Credit Card Companies Can Increase Your Mortgage Costs
A common practice by some credit card companies can negatively affect your credit score, costing you thousands of dollars when seeking a mortgage, even if you have good credit. According to a study by the Federal Reserve Board, these companies are failing to report your credit limit to the credit bureaus, and those missing credit limits can often affect the interest rates you’re offered when you need to borrow money for a home.
The reason for this omission is simple; it reduces the likelihood that you will receive credit card offers from other companies. When your credit limit is omitted, your information is incomplete, and your score is lower than it otherwise would be, through no fault of yours.
In a recent article, columnist Ken Harney offered an example of the harm this omission can do. “According to Fair Isaac, a 677 FICO score in today’s market would qualify a borrower for a 6.23 percent 30-year fixed rate on a $150,000 home loan. A 30-point drop in that score because of non-reporting of credit limits would push the best rate available to 7.38 percent. Monthly principal and interest to the applicant with the artificially depressed score would be $115 a month higher than it should be.”

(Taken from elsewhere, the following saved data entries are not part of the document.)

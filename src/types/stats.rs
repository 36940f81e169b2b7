//! Derived views produced by the aggregation engine

use serde::Serialize;
use std::collections::HashMap;

use super::LedgerEntry;

/// Spend in one category
#[derive(Debug, Clone, PartialEq, Serialize)]
pub struct CategoryTotal {
    pub name: String,
    pub total: f64,
    /// Display color and icon from the category catalog
    pub color: &'static str,
    pub icon: &'static str,
}

/// One day of the recent activity series
#[derive(Debug, Clone, PartialEq, Serialize)]
pub struct SeriesPoint {
    pub date_key: String,
    /// Short weekday name ("Mon")
    pub day_label: String,
    pub total: f64,
}

/// Accumulator for one period key
#[derive(Debug, Clone, PartialEq, Default, Serialize)]
pub struct RawBucket {
    pub total: f64,
    pub count: u64,
    /// Entries in traversal order
    pub items: Vec<LedgerEntry>,
}

impl RawBucket {
    pub fn add(&mut self, entry: &LedgerEntry, amount: f64) {
        self.total += amount;
        self.count = self.count.saturating_add(1);
        self.items.push(entry.clone());
    }
}

/// A labeled history bucket (month or ISO week)
#[derive(Debug, Clone, PartialEq, Serialize)]
pub struct PeriodBucket {
    /// `YYYY-MM` or `YYYY-Www`
    pub period_key: String,
    pub label: String,
    pub total: f64,
    pub count: u64,
    pub items: Vec<LedgerEntry>,
}

/// Output of the single aggregation pass, before history projection
#[derive(Debug, Clone, Default)]
pub struct RawStats {
    pub daily: f64,
    pub weekly: f64,
    pub monthly: f64,
    pub total: f64,
    pub category_totals: Vec<CategoryTotal>,
    pub seven_day_series: Vec<SeriesPoint>,
    /// Keyed by `YYYY-MM`, unsorted
    pub month_buckets: HashMap<String, RawBucket>,
    /// Keyed by `YYYY-Www`, unsorted
    pub week_buckets: HashMap<String, RawBucket>,
}

/// Full derived snapshot for one entry set and anchor date
#[derive(Debug, Clone, PartialEq, Serialize)]
pub struct Stats {
    pub daily: f64,
    pub weekly: f64,
    pub monthly: f64,
    pub total: f64,
    /// Descending by total, ties in first-seen order
    pub category_totals: Vec<CategoryTotal>,
    /// Exactly seven points, oldest first, ending at the anchor date
    pub seven_day_series: Vec<SeriesPoint>,
    /// Newest month first
    pub monthly_history: Vec<PeriodBucket>,
    /// Newest week first
    pub weekly_history: Vec<PeriodBucket>,
}
//! Boundary validation for new, edited and imported entries
//!
//! The aggregation core tolerates bad amounts and dates; the store does not
//! accept them in the first place.

use regex::Regex;
use serde::{Deserialize, Serialize};
use std::sync::OnceLock;

use super::date_codec;
use crate::types::{parse_amount, Amount, LedgerEntry, ValidationError};

/// Unvalidated user input for one entry
#[derive(Debug, Clone, Default, PartialEq, Serialize, Deserialize)]
pub struct EntryDraft {
    pub date: String,
    pub category: String,
    pub amount: String,
    pub description: String,
}

impl EntryDraft {
    pub fn new(
        date: impl Into<String>,
        category: impl Into<String>,
        amount: impl Into<String>,
        description: impl Into<String>,
    ) -> Self {
        Self {
            date: date.into(),
            category: category.into(),
            amount: amount.into(),
            description: description.into(),
        }
    }

    /// Prefill a draft from an existing entry (for edits)
    pub fn from_entry(entry: &LedgerEntry) -> Self {
        let amount = match &entry.amount {
            Amount::Number(v) => v.to_string(),
            Amount::Text(raw) => raw.clone(),
            Amount::Other(_) => String::new(),
        };
        Self::new(
            entry.date_key.clone(),
            entry.category.clone(),
            amount,
            entry.description.clone(),
        )
    }
}

/// A draft that passed validation
#[derive(Debug, Clone, PartialEq)]
pub struct ValidEntry {
    pub date_key: String,
    pub category: String,
    pub amount: f64,
    pub description: String,
}

impl ValidEntry {
    pub fn into_entry(self, id: String, owner: &str) -> LedgerEntry {
        LedgerEntry {
            id,
            owner_ref: owner.to_string(),
            date_key: self.date_key,
            category: self.category,
            amount: Amount::Number(self.amount),
            description: self.description,
        }
    }
}

fn date_key_regex() -> &'static Regex {
    static RE: OnceLock<Regex> = OnceLock::new();
    RE.get_or_init(|| Regex::new(r"^\d{4}-\d{2}-\d{2}$").expect("valid regex"))
}

/// Check a draft. Date must be a real `YYYY-MM-DD` date, amount a finite
/// non-negative number, category non-blank.
pub fn validate(draft: &EntryDraft) -> Result<ValidEntry, ValidationError> {
    if draft.date.is_empty() {
        return Err(ValidationError::MissingField("date"));
    }
    if !date_key_regex().is_match(&draft.date) || date_codec::decode(&draft.date).is_none() {
        return Err(ValidationError::InvalidDate(draft.date.clone()));
    }

    if draft.category.trim().is_empty() {
        return Err(ValidationError::MissingField("category"));
    }

    if draft.amount.trim().is_empty() {
        return Err(ValidationError::MissingField("amount"));
    }
    let amount = parse_amount(&draft.amount)
        .ok_or_else(|| ValidationError::InvalidAmount(draft.amount.clone()))?;
    if amount < 0.0 {
        return Err(ValidationError::NegativeAmount(draft.amount.clone()));
    }

    Ok(ValidEntry {
        date_key: draft.date.clone(),
        category: draft.category.clone(),
        amount,
        description: draft.description.clone(),
    })
}

#[cfg(test)]
mod tests {
    use super::*;

    fn draft(date: &str, category: &str, amount: &str) -> EntryDraft {
        EntryDraft::new(date, category, amount, "note")
    }

    #[test]
    fn test_valid_draft() {
        let valid = validate(&draft("2024-03-08", "Transport", "200")).unwrap();
        assert_eq!(valid.date_key, "2024-03-08");
        assert_eq!(valid.amount, 200.0);
        assert_eq!(valid.description, "note");
    }

    #[test]
    fn test_missing_date() {
        assert_eq!(
            validate(&draft("", "Food", "1")),
            Err(ValidationError::MissingField("date"))
        );
    }

    #[test]
    fn test_date_with_time_suffix_rejected() {
        assert!(matches!(
            validate(&draft("2024-03-08T10:00", "Food", "1")),
            Err(ValidationError::InvalidDate(_))
        ));
    }

    #[test]
    fn test_impossible_date_rejected() {
        assert!(matches!(
            validate(&draft("2023-02-29", "Food", "1")),
            Err(ValidationError::InvalidDate(_))
        ));
    }

    #[test]
    fn test_blank_category() {
        assert_eq!(
            validate(&draft("2024-03-08", "  ", "1")),
            Err(ValidationError::MissingField("category"))
        );
    }

    #[test]
    fn test_missing_amount() {
        assert_eq!(
            validate(&draft("2024-03-08", "Food", "")),
            Err(ValidationError::MissingField("amount"))
        );
    }

    #[test]
    fn test_unparsable_amount() {
        assert_eq!(
            validate(&draft("2024-03-08", "Food", "12,50")),
            Err(ValidationError::InvalidAmount("12,50".into()))
        );
    }

    #[test]
    fn test_negative_amount() {
        assert_eq!(
            validate(&draft("2024-03-08", "Food", "-5")),
            Err(ValidationError::NegativeAmount("-5".into()))
        );
    }

    #[test]
    fn test_zero_amount_allowed() {
        assert!(validate(&draft("2024-03-08", "Food", "0")).is_ok());
    }

    #[test]
    fn test_into_entry() {
        let entry = validate(&draft("2024-03-08", "Food", "9.5"))
            .unwrap()
            .into_entry("id-1".into(), "guest");
        assert_eq!(entry.id, "id-1");
        assert_eq!(entry.owner_ref, "guest");
        assert_eq!(entry.amount, Amount::Number(9.5));
    }

    #[test]
    fn test_draft_from_entry_round_trips() {
        let entry = validate(&draft("2024-03-08", "Food", "9.5"))
            .unwrap()
            .into_entry("id-1".into(), "guest");
        let again = validate(&EntryDraft::from_entry(&entry)).unwrap();
        assert_eq!(again.amount, 9.5);
        assert_eq!(again.category, "Food");
    }
}
//! Filtered, date-sorted view of the ledger

use chrono::NaiveDate;

use super::date_codec;
use crate::types::LedgerEntry;

/// Active filters. `None` (or empty text) disables a filter.
#[derive(Debug, Clone, Default, PartialEq, Eq)]
pub struct FilterCriteria {
    /// Case-insensitive substring of description or category
    pub text: Option<String>,
    /// Exact category name
    pub category: Option<String>,
    /// Exact date key
    pub date: Option<String>,
}

impl FilterCriteria {
    pub fn matches(&self, entry: &LedgerEntry) -> bool {
        let text_ok = match self.text.as_deref().filter(|t| !t.is_empty()) {
            Some(text) => {
                let needle = text.to_lowercase();
                entry.description.to_lowercase().contains(&needle)
                    || entry.category.to_lowercase().contains(&needle)
            }
            None => true,
        };

        text_ok
            && self
                .category
                .as_deref()
                .is_none_or(|category| entry.category == category)
            && self.date.as_deref().is_none_or(|date| entry.date_key == date)
    }
}

/// Entries matching every active filter, newest date first.
///
/// Entries on the same date keep their order in `entries`. Entries whose date
/// can't be read go last.
pub fn filter_entries<'a>(
    entries: &'a [LedgerEntry],
    criteria: &FilterCriteria,
) -> Vec<&'a LedgerEntry> {
    let mut matched: Vec<(Option<NaiveDate>, &LedgerEntry)> = entries
        .iter()
        .filter(|entry| criteria.matches(entry))
        .map(|entry| (date_codec::decode(&entry.date_key), entry))
        .collect();

    // `None < Some(_)`, so a descending stable sort leaves unreadable dates at the end
    matched.sort_by(|a, b| b.0.cmp(&a.0));

    matched.into_iter().map(|(_, entry)| entry).collect()
}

If you think this is probably only happening to a few people, think again. The Federal Reserve Board study looked at the credit files of more than 300,000 people, and discovered 46 percent of them had omitted credit limits in their reports.
Don’t let this practice cost you money when borrowing for a home, automobile or other purchase. Call your credit card companies and ask if they’re withholding your credit card limits. TFCU cardholders can rest assured that we do not engage in this practice.